(Records from a data collection)
****

// Copyright 2025 coScene
//
// Licensed under the Apache License, Version 2.0 (the "License");
// you may not use this file except in compliance with the License.
// You may obtain a copy of the License at
//
//     http://www.apache.org/licenses/LICENSE-2.0
//
// Unless required by applicable law or agreed to in writing, software
// distributed under the License is distributed on an "AS IS" BASIS,
// WITHOUT WARRANTIES OR CONDITIONS OF ANY KIND, either express or implied.
// See the License for the specific language governing permissions and
// limitations under the License.

// WebSocket server builder and handle

use std::collections::BTreeMap;
use std::fmt::Write as _;
use std::net::{SocketAddr, ToSocketAddrs};
use std::sync::Arc;

use tokio::runtime::Handle;
use tokio::task::JoinHandle;
use tracing::warn;

use crate::channel::ChannelDescriptor;
use crate::runtime::get_runtime_handle;
use crate::sink_channel_filter::{SinkChannelFilter, SinkChannelFilterFn};
use crate::websocket::server::{Server, ServerOptions};
use crate::websocket::{
    AssetHandler, Capability, Client, ClientLimits, ConnectionGraph, Parameter, ServerListener,
    Service, Status, TlsIdentity,
};
use crate::{Context, Error};

pub const DEFAULT_HOST: &str = "127.0.0.1";
pub const DEFAULT_PORT: u16 = 8765;
/// Per-client byte ceiling of queued data messages.
pub const DEFAULT_MESSAGE_BACKLOG_BYTES: usize = 10 * 1024 * 1024;
/// Per-client limit of queued control messages.
pub const DEFAULT_CONTROL_BACKLOG: usize = 1024;
/// Per-client limit of concurrent service calls.
pub const DEFAULT_SERVICE_CALL_LIMIT: usize = 32;

const APP_URL: &str = "https://app.foxglove.dev/";

/// Builder for a live visualization server
///
/// ```no_run
/// # async fn run() -> Result<(), vizlog::Error> {
/// let server = vizlog::WebSocketServer::new()
///     .name("robot")
///     .bind("0.0.0.0", 8765)
///     .start()
///     .await?;
/// println!("open {}", server.app_url());
/// server.stop().wait().await;
/// # Ok(())
/// # }
/// ```
#[must_use]
pub struct WebSocketServer {
    host: String,
    port: u16,
    options: ServerOptions,
    context: Arc<Context>,
    runtime: Option<Handle>,
}

impl Default for WebSocketServer {
    fn default() -> Self {
        Self {
            host: DEFAULT_HOST.to_string(),
            port: DEFAULT_PORT,
            options: ServerOptions {
                name: String::new(),
                session_id: Some(uuid::Uuid::new_v4().to_string()),
                capabilities: Vec::new(),
                supported_encodings: Vec::new(),
                metadata: BTreeMap::new(),
                listener: None,
                fetch_asset_handler: None,
                services: Vec::new(),
                tls: None,
                limits: ClientLimits {
                    message_backlog_bytes: DEFAULT_MESSAGE_BACKLOG_BYTES,
                    control_backlog: DEFAULT_CONTROL_BACKLOG,
                    service_call_limit: DEFAULT_SERVICE_CALL_LIMIT,
                },
                include_hidden: false,
                ignore_unresponsive_param_nodes: false,
                topic_allowlist: Vec::new(),
                client_topic_allowlist: Vec::new(),
                parameter_allowlist: Vec::new(),
                service_allowlist: Vec::new(),
                asset_uri_allowlist: Vec::new(),
                channel_filter: None,
            },
            context: Context::get_default(),
            runtime: None,
        }
    }
}

fn strings<I, S>(values: I) -> Vec<String>
where
    I: IntoIterator<Item = S>,
    S: Into<String>,
{
    values.into_iter().map(Into::into).collect()
}

impl WebSocketServer {
    pub fn new() -> Self {
        Self::default()
    }

    /// Name reported to clients.
    pub fn name(mut self, name: impl Into<String>) -> Self {
        self.options.name = name.into();
        self
    }

    /// Host and port to listen on. Port 0 picks a free port.
    pub fn bind(mut self, host: impl Into<String>, port: u16) -> Self {
        self.host = host.into();
        self.port = port;
        self
    }

    pub fn capabilities(mut self, capabilities: impl IntoIterator<Item = Capability>) -> Self {
        for capability in capabilities {
            if !self.options.capabilities.contains(&capability) {
                self.options.capabilities.push(capability);
            }
        }
        self
    }

    /// Encodings accepted from publishing clients and for service requests.
    pub fn supported_encodings<I, S>(mut self, encodings: I) -> Self
    where
        I: IntoIterator<Item = S>,
        S: Into<String>,
    {
        self.options.supported_encodings = strings(encodings);
        self
    }

    /// Session ID reported to clients. Defaults to a random UUID.
    pub fn session_id(mut self, session_id: impl Into<String>) -> Self {
        self.options.session_id = Some(session_id.into());
        self
    }

    /// Free-form metadata reported to clients in the server info.
    pub fn server_metadata(mut self, metadata: BTreeMap<String, String>) -> Self {
        self.options.metadata = metadata;
        self
    }

    pub fn tls(mut self, identity: TlsIdentity) -> Self {
        self.options.tls = Some(identity);
        self
    }

    pub fn listener(mut self, listener: Arc<dyn ServerListener>) -> Self {
        self.options.listener = Some(listener);
        self
    }

    /// Services available at startup. Adds the services capability.
    pub fn services(mut self, services: impl IntoIterator<Item = Service>) -> Self {
        self.options.services.extend(services);
        self.capabilities([Capability::Services])
    }

    /// Handler for `fetchAsset` requests. Adds the assets capability.
    pub fn fetch_asset_handler(mut self, handler: impl AssetHandler) -> Self {
        self.options.fetch_asset_handler = Some(Arc::new(handler));
        self.capabilities([Capability::Assets])
    }

    /// Regexes of the topics advertised to clients.
    pub fn topic_allowlist<I, S>(mut self, patterns: I) -> Self
    where
        I: IntoIterator<Item = S>,
        S: Into<String>,
    {
        self.options.topic_allowlist = strings(patterns);
        self
    }

    /// Regexes of the topics clients may publish on.
    pub fn client_topic_allowlist<I, S>(mut self, patterns: I) -> Self
    where
        I: IntoIterator<Item = S>,
        S: Into<String>,
    {
        self.options.client_topic_allowlist = strings(patterns);
        self
    }

    pub fn parameter_allowlist<I, S>(mut self, patterns: I) -> Self
    where
        I: IntoIterator<Item = S>,
        S: Into<String>,
    {
        self.options.parameter_allowlist = strings(patterns);
        self
    }

    pub fn service_allowlist<I, S>(mut self, patterns: I) -> Self
    where
        I: IntoIterator<Item = S>,
        S: Into<String>,
    {
        self.options.service_allowlist = strings(patterns);
        self
    }

    pub fn asset_uri_allowlist<I, S>(mut self, patterns: I) -> Self
    where
        I: IntoIterator<Item = S>,
        S: Into<String>,
    {
        self.options.asset_uri_allowlist = strings(patterns);
        self
    }

    /// Filter applied to every client on top of the topic allowlist.
    pub fn channel_filter(mut self, filter: Arc<dyn SinkChannelFilter>) -> Self {
        self.options.channel_filter = Some(filter);
        self
    }

    pub fn channel_filter_fn<F>(self, filter: F) -> Self
    where
        F: Fn(&ChannelDescriptor<'_>) -> bool + Send + Sync + 'static,
    {
        self.channel_filter(Arc::new(SinkChannelFilterFn::new(filter)))
    }

    /// Bytes of data messages queued per client before new ones are dropped.
    pub fn message_backlog_bytes(mut self, bytes: usize) -> Self {
        self.options.limits.message_backlog_bytes = bytes;
        self
    }

    /// Control messages queued per client before it is disconnected.
    pub fn control_backlog(mut self, messages: usize) -> Self {
        self.options.limits.control_backlog = messages;
        self
    }

    pub fn service_call_limit(mut self, calls: usize) -> Self {
        self.options.limits.service_call_limit = calls;
        self
    }

    /// Advertise hidden topics, those with a path segment starting with `_`.
    pub fn include_hidden(mut self, include: bool) -> Self {
        self.options.include_hidden = include;
        self
    }

    /// Only log, rather than report to the client, parameter callbacks that fail.
    pub fn ignore_unresponsive_param_nodes(mut self, ignore: bool) -> Self {
        self.options.ignore_unresponsive_param_nodes = ignore;
        self
    }

    /// Context whose channels are served. Defaults to the global context.
    pub fn context(mut self, context: &Arc<Context>) -> Self {
        self.context = context.clone();
        self
    }

    /// Runtime the server tasks are spawned on.
    pub fn runtime(mut self, handle: &Handle) -> Self {
        self.runtime = Some(handle.clone());
        self
    }

    /// Starts the server on the current runtime, unless one was configured.
    pub async fn start(self) -> Result<WebSocketServerHandle, Error> {
        self.start_inner()
    }

    /// Starts the server from synchronous code.
    pub fn start_blocking(self) -> Result<WebSocketServerHandle, Error> {
        self.start_inner()
    }

    fn start_inner(self) -> Result<WebSocketServerHandle, Error> {
        let runtime = match self.runtime {
            Some(handle) => handle,
            None => get_runtime_handle()?,
        };
        let addr = resolve(&self.host, self.port)?;
        let tls = self.options.tls.is_some();
        let server = Server::new(self.options, &self.context, runtime)?;
        let local_addr = server.start(addr)?;
        Ok(WebSocketServerHandle {
            server,
            local_addr,
            tls,
        })
    }
}

fn resolve(host: &str, port: u16) -> Result<SocketAddr, Error> {
    (host, port)
        .to_socket_addrs()
        .map_err(Error::Bind)?
        .next()
        .ok_or_else(|| Error::ConfigurationError(format!("cannot resolve host {host}")))
}

/// Handle to a running server
pub struct WebSocketServerHandle {
    server: Arc<Server>,
    local_addr: SocketAddr,
    tls: bool,
}

impl WebSocketServerHandle {
    /// Port the server is listening on.
    pub fn port(&self) -> u16 {
        self.local_addr.port()
    }

    pub fn local_addr(&self) -> SocketAddr {
        self.local_addr
    }

    /// URL opening this server in the Foxglove web app.
    pub fn app_url(&self) -> String {
        let scheme = if self.tls { "wss" } else { "ws" };
        let host = if self.local_addr.ip().is_unspecified() {
            "localhost".to_string()
        } else {
            self.local_addr.ip().to_string()
        };
        let host = if self.local_addr.is_ipv6() && host != "localhost" {
            format!("[{host}]")
        } else {
            host
        };
        let ws_url = format!("{scheme}://{host}:{}", self.port());
        format!(
            "{APP_URL}?ds=foxglove-websocket&ds.url={}",
            percent_encode(&ws_url)
        )
    }

    /// Sends parameter values to the clients subscribed to them.
    pub fn publish_parameter_values(&self, parameters: Vec<Parameter>) {
        if !self.server.has_capability(Capability::Parameters) {
            warn!("Server does not support parameters capability");
            return;
        }
        self.server.broadcast_parameter_values(&parameters);
    }

    /// Sends a status message to every client.
    pub fn publish_status(&self, status: Status) {
        self.server.publish_status(status);
    }

    /// Removes status messages by ID from every client.
    pub fn remove_status(&self, status_ids: Vec<String>) {
        self.server.remove_status(status_ids);
    }

    pub fn add_services(&self, services: impl IntoIterator<Item = Service>) -> Result<(), Error> {
        self.server.add_services(services.into_iter().collect())
    }

    pub fn remove_services<I, S>(&self, names: I)
    where
        I: IntoIterator<Item = S>,
        S: AsRef<str>,
    {
        self.server.remove_services(names);
    }

    /// Replaces the connection graph, sending the changes to subscribed clients.
    pub fn publish_connection_graph(&self, graph: ConnectionGraph) -> Result<(), Error> {
        self.server.publish_connection_graph(graph)
    }

    /// Broadcasts the server time, in nanoseconds.
    pub fn broadcast_time(&self, timestamp_nanos: u64) {
        self.server.broadcast_time(timestamp_nanos);
    }

    /// Snapshot of the connected clients.
    pub fn clients(&self) -> Vec<Client> {
        self.server.clients()
    }

    /// Stops the server, closing every client without flushing queued messages.
    pub fn stop(self) -> ShutdownHandle {
        self.shutdown(false)
    }

    /// Stops the server after flushing each client's queued messages.
    pub(crate) fn drain(self) -> ShutdownHandle {
        self.shutdown(true)
    }

    fn shutdown(self, drain: bool) -> ShutdownHandle {
        let task = self.server.stop(drain);
        ShutdownHandle {
            task,
            runtime: self.server.runtime().clone(),
        }
    }
}

/// Completes when every connection of a stopped server has closed
#[must_use]
pub struct ShutdownHandle {
    task: Option<JoinHandle<()>>,
    runtime: Handle,
}

impl ShutdownHandle {
    pub async fn wait(self) {
        if let Some(task) = self.task {
            if let Err(e) = task.await {
                warn!("Server task failed: {}", e);
            }
        }
    }

    /// Blocks until shutdown completes. Panics if called from async code.
    pub fn wait_blocking(self) {
        let runtime = self.runtime.clone();
        runtime.block_on(self.wait());
    }
}

fn percent_encode(value: &str) -> String {
    let mut out = String::with_capacity(value.len() * 3);
    for byte in value.bytes() {
        match byte {
            b'A'..=b'Z' | b'a'..=b'z' | b'0'..=b'9' | b'-' | b'_' | b'.' | b'~' => {
                out.push(byte as char)
            }
            _ => {
                let _ = write!(out, "%{byte:02X}");
            }
        }
    }
    out
}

****

▶ Task to carry out:
Only lines with the word "usize" go in the answer. Take them all from the entries above.

▶ Output below:
pub const DEFAULT_MESSAGE_BACKLOG_BYTES: usize = 10 * 1024 * 1024;
pub const DEFAULT_CONTROL_BACKLOG: usize = 1024;
pub const DEFAULT_SERVICE_CALL_LIMIT: usize = 32;
    pub fn message_backlog_bytes(mut self, bytes: usize) -> Self {
    pub fn control_backlog(mut self, messages: usize) -> Self {
    pub fn service_call_limit(mut self, calls: usize) -> Self {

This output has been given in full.